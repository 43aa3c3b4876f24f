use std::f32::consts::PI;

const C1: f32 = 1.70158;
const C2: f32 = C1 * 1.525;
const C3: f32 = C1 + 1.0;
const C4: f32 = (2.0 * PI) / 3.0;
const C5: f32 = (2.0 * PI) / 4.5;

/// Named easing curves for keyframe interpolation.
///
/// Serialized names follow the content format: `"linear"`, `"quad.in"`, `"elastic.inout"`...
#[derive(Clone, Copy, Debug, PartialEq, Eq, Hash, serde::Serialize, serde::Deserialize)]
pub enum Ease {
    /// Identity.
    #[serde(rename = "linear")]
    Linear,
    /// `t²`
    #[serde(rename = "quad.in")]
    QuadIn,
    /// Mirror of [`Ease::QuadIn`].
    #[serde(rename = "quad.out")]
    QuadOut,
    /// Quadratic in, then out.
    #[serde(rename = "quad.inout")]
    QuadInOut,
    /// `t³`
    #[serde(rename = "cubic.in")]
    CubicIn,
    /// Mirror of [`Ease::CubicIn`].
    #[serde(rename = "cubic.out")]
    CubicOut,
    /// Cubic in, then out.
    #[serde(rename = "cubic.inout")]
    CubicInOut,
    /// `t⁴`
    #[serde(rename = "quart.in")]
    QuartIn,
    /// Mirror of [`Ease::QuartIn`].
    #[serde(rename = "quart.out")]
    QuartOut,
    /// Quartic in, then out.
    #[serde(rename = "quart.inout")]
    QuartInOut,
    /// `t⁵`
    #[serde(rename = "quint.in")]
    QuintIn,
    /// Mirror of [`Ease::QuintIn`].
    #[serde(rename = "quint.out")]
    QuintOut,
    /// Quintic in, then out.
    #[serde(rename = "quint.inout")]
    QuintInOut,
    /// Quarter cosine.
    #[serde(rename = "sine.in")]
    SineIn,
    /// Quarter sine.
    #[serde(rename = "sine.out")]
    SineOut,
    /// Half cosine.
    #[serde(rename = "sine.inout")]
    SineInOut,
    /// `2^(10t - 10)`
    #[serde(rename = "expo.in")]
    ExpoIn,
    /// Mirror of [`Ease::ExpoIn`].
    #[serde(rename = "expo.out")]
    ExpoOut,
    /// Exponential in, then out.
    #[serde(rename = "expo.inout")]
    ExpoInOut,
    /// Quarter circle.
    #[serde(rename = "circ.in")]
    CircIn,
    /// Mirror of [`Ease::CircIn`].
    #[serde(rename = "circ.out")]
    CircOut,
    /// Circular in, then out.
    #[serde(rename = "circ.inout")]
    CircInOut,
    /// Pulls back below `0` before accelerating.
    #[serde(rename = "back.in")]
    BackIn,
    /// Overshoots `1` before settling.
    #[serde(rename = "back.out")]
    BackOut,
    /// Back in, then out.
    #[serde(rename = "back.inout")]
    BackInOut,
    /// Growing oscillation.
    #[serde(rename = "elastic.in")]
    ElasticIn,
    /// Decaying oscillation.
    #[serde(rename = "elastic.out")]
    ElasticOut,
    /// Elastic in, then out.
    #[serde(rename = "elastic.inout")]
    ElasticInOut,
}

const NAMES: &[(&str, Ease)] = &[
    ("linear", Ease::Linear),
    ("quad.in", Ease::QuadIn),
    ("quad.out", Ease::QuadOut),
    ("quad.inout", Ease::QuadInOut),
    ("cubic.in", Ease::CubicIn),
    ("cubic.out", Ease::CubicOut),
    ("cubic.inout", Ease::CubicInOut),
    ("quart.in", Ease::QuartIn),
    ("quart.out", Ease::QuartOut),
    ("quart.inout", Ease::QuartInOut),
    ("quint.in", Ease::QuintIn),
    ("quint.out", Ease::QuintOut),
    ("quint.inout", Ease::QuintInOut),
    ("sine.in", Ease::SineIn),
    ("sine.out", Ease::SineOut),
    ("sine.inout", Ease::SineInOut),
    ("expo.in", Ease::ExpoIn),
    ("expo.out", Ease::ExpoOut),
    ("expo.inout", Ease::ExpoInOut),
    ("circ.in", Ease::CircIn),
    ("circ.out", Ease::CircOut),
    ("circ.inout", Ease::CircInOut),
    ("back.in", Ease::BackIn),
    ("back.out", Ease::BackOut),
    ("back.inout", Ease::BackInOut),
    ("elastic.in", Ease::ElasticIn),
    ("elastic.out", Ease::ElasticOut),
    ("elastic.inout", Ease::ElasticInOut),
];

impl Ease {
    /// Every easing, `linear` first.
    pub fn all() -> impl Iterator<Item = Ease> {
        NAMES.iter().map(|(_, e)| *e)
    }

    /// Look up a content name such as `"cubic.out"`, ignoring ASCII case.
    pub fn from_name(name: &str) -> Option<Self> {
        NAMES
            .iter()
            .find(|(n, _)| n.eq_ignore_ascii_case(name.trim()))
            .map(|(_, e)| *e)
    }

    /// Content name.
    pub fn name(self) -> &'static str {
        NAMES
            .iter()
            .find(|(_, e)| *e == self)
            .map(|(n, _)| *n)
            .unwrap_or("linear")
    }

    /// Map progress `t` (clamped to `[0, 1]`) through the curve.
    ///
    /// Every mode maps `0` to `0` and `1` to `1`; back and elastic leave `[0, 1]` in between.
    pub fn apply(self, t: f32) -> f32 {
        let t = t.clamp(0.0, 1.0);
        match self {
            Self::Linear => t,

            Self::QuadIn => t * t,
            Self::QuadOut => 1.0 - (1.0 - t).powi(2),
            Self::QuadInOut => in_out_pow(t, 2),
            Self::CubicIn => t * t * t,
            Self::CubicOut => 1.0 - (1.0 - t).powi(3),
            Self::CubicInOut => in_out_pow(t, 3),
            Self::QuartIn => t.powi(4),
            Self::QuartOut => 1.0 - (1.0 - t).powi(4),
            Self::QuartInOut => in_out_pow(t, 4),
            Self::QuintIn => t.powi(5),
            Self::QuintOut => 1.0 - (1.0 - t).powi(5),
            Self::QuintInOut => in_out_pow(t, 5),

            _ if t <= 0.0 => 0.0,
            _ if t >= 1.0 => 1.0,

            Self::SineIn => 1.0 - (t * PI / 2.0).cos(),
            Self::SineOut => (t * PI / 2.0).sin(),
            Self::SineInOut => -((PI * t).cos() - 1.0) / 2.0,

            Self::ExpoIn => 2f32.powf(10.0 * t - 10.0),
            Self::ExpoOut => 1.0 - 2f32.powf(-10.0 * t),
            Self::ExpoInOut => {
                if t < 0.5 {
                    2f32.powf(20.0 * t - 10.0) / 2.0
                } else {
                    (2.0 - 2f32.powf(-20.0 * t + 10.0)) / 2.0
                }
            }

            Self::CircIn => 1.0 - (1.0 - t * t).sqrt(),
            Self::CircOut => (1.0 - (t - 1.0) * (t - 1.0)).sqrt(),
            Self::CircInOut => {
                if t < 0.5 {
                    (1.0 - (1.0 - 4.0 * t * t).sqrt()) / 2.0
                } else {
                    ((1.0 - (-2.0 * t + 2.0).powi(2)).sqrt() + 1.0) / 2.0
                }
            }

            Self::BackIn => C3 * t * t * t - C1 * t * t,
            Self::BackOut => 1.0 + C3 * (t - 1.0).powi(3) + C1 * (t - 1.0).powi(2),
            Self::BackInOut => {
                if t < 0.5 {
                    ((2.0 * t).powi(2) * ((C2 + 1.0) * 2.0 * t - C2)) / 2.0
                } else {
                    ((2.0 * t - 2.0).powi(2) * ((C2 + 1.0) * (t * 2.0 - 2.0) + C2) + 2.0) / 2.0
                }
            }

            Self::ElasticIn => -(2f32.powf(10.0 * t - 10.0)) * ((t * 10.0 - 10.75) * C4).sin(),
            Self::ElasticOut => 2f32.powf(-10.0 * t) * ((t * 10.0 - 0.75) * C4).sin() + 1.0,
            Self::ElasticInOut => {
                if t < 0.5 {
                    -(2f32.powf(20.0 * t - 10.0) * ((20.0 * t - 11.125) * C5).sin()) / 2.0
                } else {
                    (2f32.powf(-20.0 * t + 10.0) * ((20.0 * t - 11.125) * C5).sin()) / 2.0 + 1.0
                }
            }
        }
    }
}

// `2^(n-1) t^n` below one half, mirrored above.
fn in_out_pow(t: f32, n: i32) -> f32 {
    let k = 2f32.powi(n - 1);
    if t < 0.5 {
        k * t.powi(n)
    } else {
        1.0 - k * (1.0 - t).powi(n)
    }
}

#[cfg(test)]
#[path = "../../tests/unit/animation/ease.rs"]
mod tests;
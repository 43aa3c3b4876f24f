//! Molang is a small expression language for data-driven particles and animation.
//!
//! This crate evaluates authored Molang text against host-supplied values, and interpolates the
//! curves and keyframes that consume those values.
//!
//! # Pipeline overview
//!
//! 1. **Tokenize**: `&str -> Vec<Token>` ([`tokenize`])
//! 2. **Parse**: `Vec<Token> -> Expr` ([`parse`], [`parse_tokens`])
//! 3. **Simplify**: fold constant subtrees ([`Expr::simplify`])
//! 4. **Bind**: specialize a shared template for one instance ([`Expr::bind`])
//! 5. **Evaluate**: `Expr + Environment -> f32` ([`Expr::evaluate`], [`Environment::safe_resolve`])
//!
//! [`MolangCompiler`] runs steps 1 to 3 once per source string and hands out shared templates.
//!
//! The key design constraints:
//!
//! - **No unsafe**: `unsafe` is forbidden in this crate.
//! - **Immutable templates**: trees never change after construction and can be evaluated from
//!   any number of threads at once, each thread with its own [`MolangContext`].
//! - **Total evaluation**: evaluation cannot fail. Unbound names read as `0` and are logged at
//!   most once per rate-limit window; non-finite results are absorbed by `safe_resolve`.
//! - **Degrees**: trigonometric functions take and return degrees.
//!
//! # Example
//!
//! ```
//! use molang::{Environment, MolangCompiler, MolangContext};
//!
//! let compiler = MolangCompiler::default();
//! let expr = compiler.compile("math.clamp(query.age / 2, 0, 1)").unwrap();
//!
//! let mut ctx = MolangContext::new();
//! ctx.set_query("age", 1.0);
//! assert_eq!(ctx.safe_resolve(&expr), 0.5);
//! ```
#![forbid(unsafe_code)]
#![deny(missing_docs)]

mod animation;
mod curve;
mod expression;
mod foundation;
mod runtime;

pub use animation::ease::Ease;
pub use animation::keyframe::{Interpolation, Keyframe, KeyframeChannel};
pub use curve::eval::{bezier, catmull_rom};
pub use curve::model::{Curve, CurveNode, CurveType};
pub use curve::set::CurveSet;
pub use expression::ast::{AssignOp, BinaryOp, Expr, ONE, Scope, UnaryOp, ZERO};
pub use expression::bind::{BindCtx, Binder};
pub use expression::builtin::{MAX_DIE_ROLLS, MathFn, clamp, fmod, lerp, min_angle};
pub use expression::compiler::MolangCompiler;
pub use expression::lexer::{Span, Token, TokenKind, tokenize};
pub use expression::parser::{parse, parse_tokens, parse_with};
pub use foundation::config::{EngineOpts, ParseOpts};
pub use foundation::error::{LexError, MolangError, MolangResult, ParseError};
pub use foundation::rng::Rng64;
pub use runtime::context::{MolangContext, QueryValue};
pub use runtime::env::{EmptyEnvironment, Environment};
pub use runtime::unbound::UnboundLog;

* [What you should do]: A single number is needed: the count of lines in the records that contain "before".

* [Reply to the task]: 2